**Exercise instructions**
Count, in the data that follows, every line with the string "catalogPageSlug", and give that count as the whole reply.

(Source records)
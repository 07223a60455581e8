//! URL construction for the Cortex web UI and REST API.
//!
//! Everything here is a pure string function. Identifiers are inserted into
//! paths verbatim, the same way the Cortex UI builds its own links.

use crate::domain::model::{ApiBase, BaseUrl, EntityKind};
use ::url::Url;

/// Normalize user-provided base URL input.
///
/// - trims whitespace
/// - defaults the scheme to `https://`
/// - requires an http(s) scheme and a non-empty host
/// - strips trailing slashes
///
/// Blank input yields `None`, meaning "not configured".
pub fn normalize<'a>(raw: impl Into<Option<&'a str>>) -> Option<BaseUrl> {
    let raw = raw.into().unwrap_or_default().trim();
    if raw.is_empty() {
        return None;
    }

    let with_scheme = if raw.starts_with("http://") || raw.starts_with("https://") {
        raw.to_string()
    } else if raw.contains("://") {
        // some other explicit scheme
        return None;
    } else {
        format!("https://{}", raw)
    };

    let parsed = Url::parse(&with_scheme).ok()?;
    match parsed.scheme() {
        "http" | "https" => {}
        _ => return None,
    }
    let host = parsed.host_str().filter(|h| !h.trim().is_empty())?;

    Some(BaseUrl {
        raw: with_scheme.trim_end_matches('/').to_string(),
        scheme: parsed.scheme().to_string(),
        host: host.to_string(),
        port: parsed.port(),
    })
}

/// Derive the API base from the UI base: `https://cortex.example.com`
/// becomes `https://api.cortex.example.com`. Hosts already starting with
/// `api.` are kept. Scheme and explicit port carry over; any path does not.
///
/// IP-literal hosts get the prefix too (`api.10.0.0.5`), which does not
/// resolve; such deployments need an explicit `api_url`.
pub fn derive_api_base(base: &BaseUrl) -> ApiBase {
    let host = if base.host().starts_with("api.") {
        base.host().to_string()
    } else {
        format!("api.{}", base.host())
    };
    let port = base.port().map(|p| format!(":{}", p)).unwrap_or_default();

    ApiBase(BaseUrl {
        raw: format!("{}://{}{}", base.scheme(), host, port),
        scheme: base.scheme().to_string(),
        host,
        port: base.port(),
    })
}

pub fn join(base: &str, path: &str) -> String {
    format!(
        "{}/{}",
        base.trim_end_matches('/'),
        path.trim_start_matches('/')
    )
}

pub fn entity_url(base: &BaseUrl, kind: EntityKind, id: &str) -> String {
    join(base.as_str(), &format!("/{}/{}", kind.plural(), id))
}

pub fn service_url(base: &BaseUrl, id: &str) -> String {
    entity_url(base, EntityKind::Service, id)
}

pub fn team_url(base: &BaseUrl, id: &str) -> String {
    entity_url(base, EntityKind::Team, id)
}

pub fn scorecard_url(base: &BaseUrl, id: &str) -> String {
    entity_url(base, EntityKind::Scorecard, id)
}

/// Admin deep link for a catalog entity.
///
/// `team` and its UI alias `group` both land on the teams page; every other
/// type keeps its lowercase name as path segment and is pluralized with `s`
/// for the catalog page slug:
///
/// - `service` -> `/admin/service/{id}?catalogPageSlug=services`
/// - `group` -> `/admin/teams/{id}?catalogPageSlug=teams`
pub fn admin_url(base: &BaseUrl, entity_type: &str, id: &str) -> String {
    let normalized = entity_type.to_lowercase();
    let (segment, plural) = match normalized.as_str() {
        "team" | "group" => ("teams".to_string(), "teams".to_string()),
        _ => (normalized.clone(), format!("{}s", normalized)),
    };
    join(
        base.as_str(),
        &format!("/admin/{}/{}?catalogPageSlug={}", segment, id, plural),
    )
}

pub fn admin_teams_url(base: &BaseUrl, id: &str) -> String {
    admin_url(base, "team", id)
}

/// Fallback target when a reference cannot be resolved.
pub fn admin_landing_url(base: &BaseUrl) -> String {
    join(base.as_str(), "/admin")
}

// REST endpoints

pub fn health_url(base: &BaseUrl) -> String {
    join(base.as_str(), "/api/version")
}

pub fn catalog_definitions_url(api_base: &ApiBase) -> String {
    join(api_base.as_str(), "/api/v1/catalog/definitions")
}

pub fn catalog_entity_url(api_base: &ApiBase, tag: &str) -> String {
    join(api_base.as_str(), &format!("/api/v1/catalog/{}", tag))
}

pub fn team_lookup_url(api_base: &ApiBase, tag_or_id: &str) -> String {
    join(api_base.as_str(), &format!("/api/v1/teams/{}", tag_or_id))
}

pub fn service_lookup_url(api_base: &ApiBase, id: &str) -> String {
    join(api_base.as_str(), &format!("/api/services/{}", id))
}
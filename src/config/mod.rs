#[cfg(feature = "cli")]
pub mod cli;
pub mod credentials;
pub mod toml_config;

#[cfg(feature = "cli")]
pub use cli::{CliConfig, Command, KindArg};
pub use credentials::{EnvCredentials, StaticCredentials};
pub use toml_config::CortexConfig;
use crate::domain::ports::CredentialSource;
use crate::utils::error::redact;
use std::env;
use std::fmt;

pub const DEFAULT_TOKEN_VAR: &str = "CORTEX_TOKEN";

fn non_blank(token: Option<String>) -> Option<String> {
    token.filter(|t| !t.trim().is_empty())
}

/// Reads the access token from an environment variable on every call.
#[derive(Debug, Clone)]
pub struct EnvCredentials {
    variable: String,
}

impl EnvCredentials {
    pub fn new(variable: impl Into<String>) -> Self {
        Self {
            variable: variable.into(),
        }
    }
}

impl Default for EnvCredentials {
    fn default() -> Self {
        Self::new(DEFAULT_TOKEN_VAR)
    }
}

impl CredentialSource for EnvCredentials {
    fn token(&self) -> Option<String> {
        non_blank(env::var(&self.variable).ok())
    }
}

/// In-memory token, e.g. taken from the configuration file.
#[derive(Clone, Default)]
pub struct StaticCredentials {
    token: Option<String>,
}

impl StaticCredentials {
    pub fn new(token: Option<String>) -> Self {
        Self {
            token: non_blank(token),
        }
    }
}

impl fmt::Debug for StaticCredentials {
    fn fmt(&self, f: &mut fmt::Formatter<'_>) -> fmt::Result {
        f.debug_struct("StaticCredentials")
            .field("token", &redact(self.token.as_deref()))
            .finish()
    }
}

impl CredentialSource for StaticCredentials {
    fn token(&self) -> Option<String> {
        self.token.clone()
    }
}
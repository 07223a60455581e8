use tracing_subscriber::{layer::SubscriberExt, util::SubscriberInitExt, EnvFilter};

fn default_filter(verbose: bool) -> EnvFilter {
    if verbose {
        EnvFilter::try_from_default_env()
            .unwrap_or_else(|_| EnvFilter::new("cortex_links=debug,info"))
    } else {
        EnvFilter::try_from_default_env().unwrap_or_else(|_| EnvFilter::new("cortex_links=info"))
    }
}

pub fn init_cli_logger(verbose: bool) {
    tracing_subscriber::registry()
        .with(default_filter(verbose))
        .with(
            tracing_subscriber::fmt::layer()
                .with_target(false)
                .with_thread_ids(false)
                .with_file(false)
                .with_line_number(false)
                .compact(),
        )
        .init();
}

/// JSON lines for `scan`/`health` runs in CI. The target stays in each
/// record so client misses (`cortex_links::core::client`) can be told apart
/// from cache and resolver events.
pub fn init_json_logger(verbose: bool) {
    tracing_subscriber::registry()
        .with(default_filter(verbose))
        .with(
            tracing_subscriber::fmt::layer()
                .json()
                .flatten_event(true)
                .with_target(true)
                .with_thread_names(true)
                .with_current_span(false)
                .with_span_list(false),
        )
        .init();
}

#[cfg(test)]
mod tests {
    use super::*;

    #[test]
    fn test_default_filter_levels() {
        if std::env::var("RUST_LOG").is_ok() {
            return;
        }
        assert_eq!(default_filter(false).to_string(), "cortex_links=info");
        assert!(default_filter(true).to_string().contains("cortex_links=debug"));
    }
}
pub mod adapters;
pub mod config;
pub mod core;
pub mod domain;
pub mod utils;

#[cfg(feature = "cli")]
pub use config::CliConfig;

pub use crate::config::{CortexConfig, EnvCredentials, StaticCredentials};
pub use crate::core::{cache::EntityCache, client::CatalogClient, resolver::EntityResolver};
pub use utils::error::{CortexError, Result};
//! Extent calculator
//!
//! Pure reductions over a visible record window, feeding axis scaling
//! downstream. A zero-length window is an error, never a silent
//! degenerate range.

use crate::{OhlcRecord, PipelineError, Result};

/// Price range `(min low, max high)` across the window
pub fn price_extent(window: &[OhlcRecord]) -> Result<(f64, f64)> {
    if window.is_empty() {
        return Err(PipelineError::EmptyWindow);
    }

    let extent = window.iter().fold((f64::INFINITY, f64::NEG_INFINITY), |(min, max), r| {
        (min.min(r.low), max.max(r.high))
    });

    Ok(extent)
}

/// Volume range `(min, max)` across the window
pub fn volume_extent(window: &[OhlcRecord]) -> Result<(f64, f64)> {
    if window.is_empty() {
        return Err(PipelineError::EmptyWindow);
    }

    let extent = window.iter().fold((f64::INFINITY, f64::NEG_INFINITY), |(min, max), r| {
        (min.min(r.volume), max.max(r.volume))
    });

    Ok(extent)
}
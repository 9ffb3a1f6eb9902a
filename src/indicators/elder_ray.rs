//! Elder Ray oscillator

use crate::{FieldName, OhlcRecord, Result, Stage};

/// Elder Ray stage: bull and bear power relative to a previously
/// computed EMA field.
///
/// ```text
/// bull[i] = high[i] − ema[i]
/// bear[i] = low[i]  − ema[i]
/// ```
///
/// Declares a read dependency on `ema_field`, so scheduling it before
/// the corresponding EMA stage fails pipeline construction. Records
/// where the EMA is still warming up get no value.
#[derive(Debug, Clone)]
pub struct ElderRayIndicator {
    pub ema_field: FieldName,
    pub bull_field: FieldName,
    pub bear_field: FieldName,
}

impl ElderRayIndicator {
    pub fn new(ema_field: FieldName, bull_field: FieldName, bear_field: FieldName) -> Self {
        Self {
            ema_field,
            bull_field,
            bear_field,
        }
    }
}

impl Stage for ElderRayIndicator {
    fn name(&self) -> &'static str {
        "elder_ray"
    }

    fn reads(&self) -> Vec<FieldName> {
        vec![self.ema_field]
    }

    fn writes(&self) -> Vec<FieldName> {
        vec![self.bull_field, self.bear_field]
    }

    fn apply(&self, series: &mut [OhlcRecord]) -> Result<()> {
        for record in series.iter_mut() {
            if let Some(ema) = record.num(self.ema_field) {
                let (high, low) = (record.high, record.low);
                record.set_num(self.bull_field, high - ema);
                record.set_num(self.bear_field, low - ema);
            }
        }
        Ok(())
    }
}
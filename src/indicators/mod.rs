//! Indicator stages
//!
//! Indicators decorate each record with one or more numeric derived
//! fields computed from a window of preceding records. Recurrence state
//! lives on the local scan inside `apply`, never on the stage itself, so
//! two instances of the same indicator with different windows are fully
//! independent.

mod elder_ray;
mod ema;

pub use elder_ray::ElderRayIndicator;
pub use ema::EmaIndicator;
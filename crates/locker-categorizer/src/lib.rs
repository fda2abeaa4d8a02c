//! # locker-categorizer
//!
//! Suggests a category or a smart folder for a file name. The
//! [`LlmCategorizer`] asks an OpenAI-compatible chat-completions endpoint
//! and falls back to [`HeuristicCategorizer`] on any failure, so callers
//! always get an answer.

pub mod client;
pub mod heuristics;
pub mod prompt;

use std::sync::Arc;

use async_trait::async_trait;
use serde::{Deserialize, Serialize};

use locker_core::config::CategorizerConfig;
use locker_core::result::AppResult;
use locker_entity::categorization::{CategorySuggestion, FolderDecision};

pub use client::LlmCategorizer;
pub use heuristics::HeuristicCategorizer;

/// An existing smart folder offered as a destination.
#[derive(Debug, Clone, PartialEq, Eq, Serialize, Deserialize)]
pub struct FolderCandidate {
    /// Folder name.
    pub name: String,
    /// Keywords the user attached to the folder.
    pub keywords: Vec<String>,
}

/// Produces categorization suggestions. Implementations never fail.
#[async_trait]
pub trait Categorizer: Send + Sync + std::fmt::Debug + 'static {
    /// Suggest a category for `filename`.
    async fn suggest_category(&self, filename: &str) -> CategorySuggestion;

    /// Suggest a folder for `filename` among `folders`, or a new one.
    async fn suggest_folder(&self, filename: &str, folders: &[FolderCandidate]) -> FolderDecision;
}

/// Build the categorizer selected by configuration. Without `enabled` or
/// an API key only the heuristics run.
pub fn build_categorizer(config: &CategorizerConfig) -> AppResult<Arc<dyn Categorizer>> {
    let api_key = config
        .api_key
        .as_deref()
        .map(str::trim)
        .filter(|key| !key.is_empty());

    match api_key {
        Some(key) if config.enabled => {
            tracing::info!(model = %config.model, "Using chat-completion categorizer");
            Ok(Arc::new(LlmCategorizer::new(config, key)?))
        }
        _ => {
            tracing::info!("Using keyword heuristic categorizer");
            Ok(Arc::new(HeuristicCategorizer::new()))
        }
    }
}
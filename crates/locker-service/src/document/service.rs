//! Document service: reconciles the object store with the user's
//! deletion markers and implements the operations on active documents.

use std::sync::Arc;
use std::time::Duration;

use bytes::Bytes;
use chrono::Utc;
use serde::{Deserialize, Serialize};
use tracing::{debug, info};

use locker_core::config::StorageConfig;
use locker_core::error::AppError;
use locker_core::result::AppResult;
use locker_core::traits::storage::StorageProvider;
use locker_core::types::{MarkerId, Outcome};
use locker_database::store::{FolderStore, ShareStore};
use locker_entity::category::Category;
use locker_entity::document::{DocumentEntry, DocumentPath};

use super::owned_path;
use super::reconcile::{is_legacy_trash_name, is_placeholder};
use crate::context::RequestContext;
use crate::trash::TrashService;

/// An upload as received from the client.
#[derive(Debug, Clone)]
pub struct UploadDocument {
    /// Original file name.
    pub file_name: String,
    /// Requested category.
    pub category: Category,
    /// Store under the private prefix.
    pub is_private: bool,
    /// File content.
    pub data: Bytes,
}

/// What deleting a document did.
#[derive(Debug, Clone, Serialize, Deserialize)]
#[serde(tag = "kind", rename_all = "snake_case")]
pub enum DeletionKind {
    /// A marker was written; the document can be restored.
    Trashed {
        /// The new marker.
        marker_id: MarkerId,
    },
    /// The object was removed immediately.
    Removed,
}

/// Operations on the user's active documents.
#[derive(Debug, Clone)]
pub struct DocumentService {
    storage: Arc<dyn StorageProvider>,
    share_store: Arc<dyn ShareStore>,
    folder_store: Arc<dyn FolderStore>,
    trash: Arc<TrashService>,
    max_upload_size: u64,
    signed_url_ttl: Duration,
}

impl DocumentService {
    /// Creates a new document service.
    pub fn new(
        storage: Arc<dyn StorageProvider>,
        share_store: Arc<dyn ShareStore>,
        folder_store: Arc<dyn FolderStore>,
        trash: Arc<TrashService>,
        config: &StorageConfig,
    ) -> Self {
        Self {
            storage,
            share_store,
            folder_store,
            trash,
            max_upload_size: config.max_upload_size_bytes,
            signed_url_ttl: Duration::from_secs(config.signed_url_ttl_seconds),
        }
    }

    /// Lists the user's active documents in storage listing order.
    ///
    /// Placeholders, legacy trash names and anything covered by a marker
    /// are skipped. Private entries get a URL only when the request holds
    /// a private-access grant.
    pub async fn list_active(&self, ctx: &RequestContext) -> AppResult<Vec<DocumentEntry>> {
        let index = self.trash.index(ctx.user_id).await?;
        let unlocked = ctx.has_private_access();

        let mut listing = self.storage.list(&ctx.user_id.to_string()).await?;
        listing.extend(
            self.storage
                .list(&format!("{}/private", ctx.user_id))
                .await?,
        );

        let mut entries = Vec::new();
        for object in listing {
            if is_placeholder(&object) || is_legacy_trash_name(&object.path) {
                continue;
            }
            if index.contains(&object.path) {
                continue;
            }
            let path = match DocumentPath::parse(&object.path) {
                Ok(path) => path,
                Err(e) => {
                    debug!(path = %object.path, error = %e, "Skipping undecodable key");
                    continue;
                }
            };

            let url = if path.requires_private_access() && !unlocked {
                None
            } else {
                Some(self.sign(&path).await?)
            };
            entries.push(DocumentEntry::from_path(&path, object.size_bytes, url));
        }

        Ok(entries)
    }

    /// Stores a new document under a key encoding its category and
    /// upload time.
    pub async fn upload(
        &self,
        ctx: &RequestContext,
        upload: UploadDocument,
    ) -> AppResult<DocumentEntry> {
        if upload.data.is_empty() {
            return Err(AppError::validation("File is empty"));
        }
        if upload.file_name.trim().is_empty() {
            return Err(AppError::validation("File name is required"));
        }
        let size = upload.data.len() as u64;
        if size > self.max_upload_size {
            return Err(AppError::payload_too_large(format!(
                "File size {size} exceeds maximum {}",
                self.max_upload_size
            )));
        }
        if upload.category.is_private() && !upload.is_private {
            return Err(AppError::validation(
                "The private category is only for documents uploaded as private",
            ));
        }
        if upload.is_private {
            ctx.require_private_access()?;
        }

        let path = DocumentPath::compose(
            &ctx.user_id,
            upload.is_private,
            ctx.request_time.timestamp_millis(),
            &upload.category,
            &upload.file_name,
        )?;

        self.storage.write(path.as_str(), upload.data).await?;

        info!(
            user_id = %ctx.user_id,
            path = %path,
            category = %path.category(),
            size,
            "Document uploaded"
        );

        let url = self.sign(&path).await?;
        Ok(DocumentEntry::from_path(&path, size, Some(url)))
    }

    /// Signed download URL for an active document.
    pub async fn document_url(&self, ctx: &RequestContext, raw_path: &str) -> AppResult<String> {
        let path = self.ensure_active(ctx, raw_path).await?;
        if path.requires_private_access() {
            ctx.require_private_access()?;
        }
        self.sign(&path).await
    }

    /// Moves a document to another category by renaming its object, then
    /// carries shares and the folder assignment over to the new key.
    pub async fn recategorize(
        &self,
        ctx: &RequestContext,
        raw_path: &str,
        category: &Category,
    ) -> AppResult<Outcome<DocumentEntry>> {
        let path = self.ensure_active(ctx, raw_path).await?;
        if path.is_private() {
            return Err(AppError::validation(
                "Private documents cannot be recategorized",
            ));
        }
        if path.requires_private_access() {
            ctx.require_private_access()?;
        }
        if category.is_private() {
            return Err(AppError::validation(
                "Documents cannot be moved into the private category",
            ));
        }

        let target = path.with_category(category, Utc::now().timestamp_millis())?;
        if target == path {
            let size = self.storage.metadata(path.as_str()).await?.size_bytes;
            let url = self.sign(&path).await?;
            return Ok(Outcome::clean(DocumentEntry::from_path(&path, size, Some(url))));
        }
        if self.storage.exists(target.as_str()).await? {
            return Err(AppError::conflict(format!(
                "Document '{}' already exists",
                target.as_str()
            )));
        }

        self.storage.rename(path.as_str(), target.as_str()).await?;

        let mut outcome = Outcome::clean(());
        if let Err(e) = self
            .share_store
            .update_document_path(ctx.user_id, path.as_str(), target.as_str())
            .await
        {
            outcome.advise("shares.move", e.to_string());
        }
        if let Err(e) = self
            .folder_store
            .update_assignment_path(ctx.user_id, path.as_str(), target.as_str())
            .await
        {
            outcome.advise("folders.move", e.to_string());
        }

        info!(
            user_id = %ctx.user_id,
            from = %path,
            to = %target,
            category = %category,
            "Document recategorized"
        );

        let size = self.storage.metadata(target.as_str()).await?.size_bytes;
        let url = self.sign(&target).await?;
        Ok(outcome.map(|()| DocumentEntry::from_path(&target, size, Some(url))))
    }

    /// Deletes a document: private documents are removed immediately,
    /// everything else goes to trash.
    pub async fn delete(
        &self,
        ctx: &RequestContext,
        raw_path: &str,
    ) -> AppResult<Outcome<DeletionKind>> {
        let path = owned_path(ctx, raw_path)?;
        if !path.is_private() {
            let marker = self.trash.move_to_trash(ctx, raw_path).await?;
            return Ok(Outcome::clean(DeletionKind::Trashed {
                marker_id: marker.id,
            }));
        }

        ctx.require_private_access()?;
        if !self.storage.exists(path.as_str()).await? {
            return Err(AppError::not_found(format!(
                "Document '{}' not found",
                path.as_str()
            )));
        }
        self.storage.delete(path.as_str()).await?;

        let mut outcome = Outcome::clean(());
        self.trash
            .forget_references(ctx.user_id, path.as_str(), &mut outcome)
            .await;

        info!(user_id = %ctx.user_id, path = %path, "Private document removed");

        Ok(outcome.map(|()| DeletionKind::Removed))
    }

    /// Decode, check ownership, check the document is not trashed and
    /// still exists.
    pub async fn ensure_active(
        &self,
        ctx: &RequestContext,
        raw_path: &str,
    ) -> AppResult<DocumentPath> {
        let path = owned_path(ctx, raw_path)?;
        if self.trash.is_trashed(ctx.user_id, path.as_str()).await? {
            return Err(AppError::conflict(format!(
                "Document '{}' is in trash",
                path.as_str()
            )));
        }
        if !self.storage.exists(path.as_str()).await? {
            return Err(AppError::not_found(format!(
                "Document '{}' not found",
                path.as_str()
            )));
        }
        Ok(path)
    }

    async fn sign(&self, path: &DocumentPath) -> AppResult<String> {
        self.storage
            .signed_url(path.as_str(), self.signed_url_ttl)
            .await
    }
}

**Task response**
3